Pleno Rekapitulasi Hasil Pilkada, di Luar dan di Dalam KPU Batam Mulai Memanas
Oleh : Irwan Hirzal
Kamis | 17-12-2015 | 12:46 WIB
ari-gudadi-pleno.jpg
Ari Gudadi (kanan) saat berdiskusi serius dengan seorang anggota polisi di luar Kantor KPU Batam.

BATAMTODAY.COM, Batam - Suasana proses rekapitulasi suara hasil pilkada serentak di Kantor KPU Kota Batam, Sekupang, Kamis (17/12/2015) siang, mulai memanas. Baik di luar maupun di dalam kantor tersebut, terpantau eskalasi mulai meningkat.

Di dalam kantor KPU Batam, perdebatan sengit terjadi antara Ngaliman, yang merupakan saksi pasangan calon (Paslon) nomor urut 2 di Pilkada Kepri, Soerya Respationo-Ansar Ahmad (SAH), dengan penyelenggara.

Ngaliman yang juga mantan komisioner KPU Batam itu meninta proses rekapitulasi ditunda terlebih dahulu, karena di 50 TPS Kecamatan Batam Kota ada perubahan berita acara tanpa ada tanda tangan oleh ketua KPPS.

"Data C-1 ini ada perubahan data pemilih tanpa ada tandatangan ketua KPPS. Kami patut menduga ini akan merugikan paslon nomor urut 2," ujar Ngaliman.

Ngaliman meminta penyelengara mempertanggungjawabkan hal ini, karena menurut ketentuan PKPU 11 pasal 48 ayat 6, ketika terjadi perbaikan ketua KPPS memberikan tandatangan.

"Tapi ini tidak dilakukan oleh ketua KPPS dalam pengubahan berita acara.
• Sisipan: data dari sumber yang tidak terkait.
//! HdrHistogram-based aggregate metrics over recorded samples.
//!
//! Provides [`MetricsRecorder`] for folding [`SampleResult`]s into running
//! totals, a latency histogram and a per-label breakdown.
//!
//! # Design
//!
//! - **Single-owner**: No `Arc<Mutex>`. The result sink's writer task owns
//!   the recorder and is the only thing that feeds it.
//! - **All samples in one histogram**: elapsed times of passed and failed
//!   samples are aggregated together, as the results log reports them.
//! - **Millisecond resolution**: matches the `elapsed` column of the log.

use std::collections::BTreeMap;

use hdrhistogram::Histogram;
use serde::Serialize;

use crate::loadtest::executor::SampleResult;

/// Latency and error aggregates for one label (or for the whole run).
struct LabelMetrics {
    histogram: Histogram<u64>,
    total: u64,
    failures: u64,
    bytes: u64,
    error_category_counts: BTreeMap<String, u64>,
}

impl LabelMetrics {
    fn new() -> Self {
        let mut histogram = Histogram::<u64>::new(3).expect("3 sigfigs is always valid");
        histogram.auto(true);

        Self {
            histogram,
            total: 0,
            failures: 0,
            bytes: 0,
            error_category_counts: BTreeMap::new(),
        }
    }

    fn record(&mut self, sample: &SampleResult) {
        let _ = self.histogram.record(sample.elapsed_ms());
        self.total += 1;
        self.bytes += sample.bytes;
        if !sample.success {
            self.failures += 1;
            let category = sample.error_category.unwrap_or("unknown");
            *self
                .error_category_counts
                .entry(category.to_owned())
                .or_insert(0) += 1;
        }
    }

    fn quantile(&self, q: f64) -> u64 {
        if self.histogram.is_empty() {
            return 0;
        }
        self.histogram.value_at_quantile(q)
    }

    fn snapshot(&self, label: &str) -> LabelSnapshot {
        let empty = self.histogram.is_empty();
        LabelSnapshot {
            label: label.to_owned(),
            total: self.total,
            failures: self.failures,
            error_rate: ratio(self.failures, self.total),
            mean: if empty { 0.0 } else { self.histogram.mean() },
            min: if empty { 0 } else { self.histogram.min() },
            max: if empty { 0 } else { self.histogram.max() },
            p50: self.quantile(0.50),
            p90: self.quantile(0.90),
            p95: self.quantile(0.95),
            p99: self.quantile(0.99),
            bytes: self.bytes,
            error_categories: self.error_category_counts.clone(),
        }
    }
}

fn ratio(part: u64, whole: u64) -> f64 {
    if whole == 0 {
        0.0
    } else {
        part as f64 / whole as f64
    }
}

/// Aggregates for a single label. All latency values are in milliseconds.
#[derive(Debug, Clone, PartialEq, Serialize)]
pub struct LabelSnapshot {
    pub label: String,
    pub total: u64,
    pub failures: u64,
    /// Fraction of failed samples (0.0..=1.0).
    pub error_rate: f64,
    pub mean: f64,
    pub min: u64,
    pub max: u64,
    pub p50: u64,
    pub p90: u64,
    pub p95: u64,
    pub p99: u64,
    pub bytes: u64,
    pub error_categories: BTreeMap<String, u64>,
}

/// Point-in-time snapshot of all metrics state.
///
/// Captured via [`MetricsRecorder::snapshot`]. All latency values are in
/// milliseconds.
#[derive(Debug, Clone, PartialEq, Serialize)]
pub struct MetricsSnapshot {
    /// Total samples recorded.
    pub total: u64,
    /// Samples with `success == false`.
    pub failures: u64,
    /// Fraction of failed samples (0.0..=1.0).
    pub error_rate: f64,
    pub mean: f64,
    pub min: u64,
    pub max: u64,
    pub p50: u64,
    pub p90: u64,
    pub p95: u64,
    pub p99: u64,
    /// Total response bytes received.
    pub bytes: u64,
    /// Failure counts by category (timeout, connection, request, http, assertion).
    pub error_category_counts: BTreeMap<String, u64>,
    /// Per-label aggregates, sorted by label.
    pub per_label: Vec<LabelSnapshot>,
}

impl MetricsSnapshot {
    /// Samples per second over `elapsed_secs`.
    pub fn throughput(&self, elapsed_secs: f64) -> f64 {
        if elapsed_secs > 0.0 {
            self.total as f64 / elapsed_secs
        } else {
            0.0
        }
    }
}

/// HdrHistogram-backed running aggregate of [`SampleResult`]s.
///
/// Designed for single-owner usage; no internal locking.
///
/// # Example
///
/// ```
/// use loadplan::loadtest::metrics::MetricsRecorder;
///
/// let recorder = MetricsRecorder::new();
/// assert_eq!(recorder.total(), 0);
/// assert_eq!(recorder.snapshot().p50, 0);
/// ```
pub struct MetricsRecorder {
    overall: LabelMetrics,
    per_label: BTreeMap<String, LabelMetrics>,
}

impl Default for MetricsRecorder {
    fn default() -> Self {
        Self::new()
    }
}

impl MetricsRecorder {
    /// Create an empty recorder. Histograms use 3 significant figures and
    /// auto-resize.
    pub fn new() -> Self {
        Self {
            overall: LabelMetrics::new(),
            per_label: BTreeMap::new(),
        }
    }

    /// Fold one sample into the overall and per-label aggregates.
    pub fn record(&mut self, sample: &SampleResult) {
        self.overall.record(sample);
        match self.per_label.get_mut(&sample.label) {
            Some(label) => label.record(sample),
            None => {
                let mut label = LabelMetrics::new();
                label.record(sample);
                self.per_label.insert(sample.label.clone(), label);
            },
        }
    }

    /// Total number of samples recorded.
    pub fn total(&self) -> u64 {
        self.overall.total
    }

    /// Number of failed samples recorded.
    pub fn failures(&self) -> u64 {
        self.overall.failures
    }

    /// Failure fraction (0.0..=1.0). Returns 0.0 if nothing was recorded.
    pub fn error_rate(&self) -> f64 {
        ratio(self.overall.failures, self.overall.total)
    }

    /// Mean elapsed time in milliseconds. Returns 0.0 if nothing was recorded.
    pub fn mean(&self) -> f64 {
        if self.overall.histogram.is_empty() {
            return 0.0;
        }
        self.overall.histogram.mean()
    }

    /// Latency P50 in milliseconds. Returns 0 if no samples recorded.
    pub fn p50(&self) -> u64 {
        self.overall.quantile(0.50)
    }

    /// Latency P90 in milliseconds. Returns 0 if no samples recorded.
    pub fn p90(&self) -> u64 {
        self.overall.quantile(0.90)
    }

    /// Latency P95 in milliseconds. Returns 0 if no samples recorded.
    pub fn p95(&self) -> u64 {
        self.overall.quantile(0.95)
    }

    /// Latency P99 in milliseconds. Returns 0 if no samples recorded.
    pub fn p99(&self) -> u64 {
        self.overall.quantile(0.99)
    }

    /// Samples recorded under `label`.
    pub fn label_count(&self, label: &str) -> u64 {
        self.per_label.get(label).map_or(0, |m| m.total)
    }

    /// Capture a point-in-time snapshot of all metrics.
    ///
    /// The snapshot is a self-contained value that can be sent across threads
    /// or serialized without holding a reference to the recorder.
    pub fn snapshot(&self) -> MetricsSnapshot {
        let overall = self.overall.snapshot("");
        let per_label = self
            .per_label
            .iter()
            .map(|(label, metrics)| metrics.snapshot(label))
            .collect();

        MetricsSnapshot {
            total: overall.total,
            failures: overall.failures,
            error_rate: overall.error_rate,
            mean: overall.mean,
            min: overall.min,
            max: overall.max,
            p50: overall.p50,
            p90: overall.p90,
            p95: overall.p95,
            p99: overall.p99,
            bytes: overall.bytes,
            error_category_counts: overall.error_categories,
            per_label,
        }
    }
}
Kita minta dibuka kotak suara, meskipun kita menang di TPS tersebut," tuturnya.

Sementara Ketua KPU Batam, Agus Setiawan, menjelaskan, rekapitulasi penghitungan suara di Batam Kota, sebetulnya permasalahan yang muncul di TPS bisa diselesaikan di tingkat Panitia Pemilihan Kecamatan (PPK).

"Seharusnya permasalahan di tingkat TPS itu diselesaikan di tingkat kecamatan, bukan di tingkat kota. Pleno yang digelar juga disaksikan dan ditandatangani oleh saksi pasangan calon baik kota maupun provinsi," ujar Agus. 

Agus berharap, sesuai tata tertip dalam rapat pleno pasangan calon bisa memberikan pendapat setelah penghitungan suara tingkat provinsi di 12 kecamatan selesai.

"Paslon yang keberatan bisa memberikan pendapat setelah pleno di 12 kecamatan selesai dan rapat pleno bisa digelar kembali," ujarnya.

Sementara di luar Kantor KPU, Sekretaris Tim Pemenangan SAH, Ari Gudadi, mempersoalkan keberadaan TNI di tempat tersebut. Baca: Aparat Gabungan Jaga Ketat Kantor KPU Batam

"BKO dari aparat kepolisian itu hanya 20 personel, tidak diperkenakan memakai baju dinas dan senjata lengkap. Tapi nyatanya di lapangan seluruh aparat TNI itu membawa senjata lengkap," ujar Ari.

"Kita minta TNI keluar dari gedung KPU Batam, karena itu sudah mengganggu," ujarnya lagi.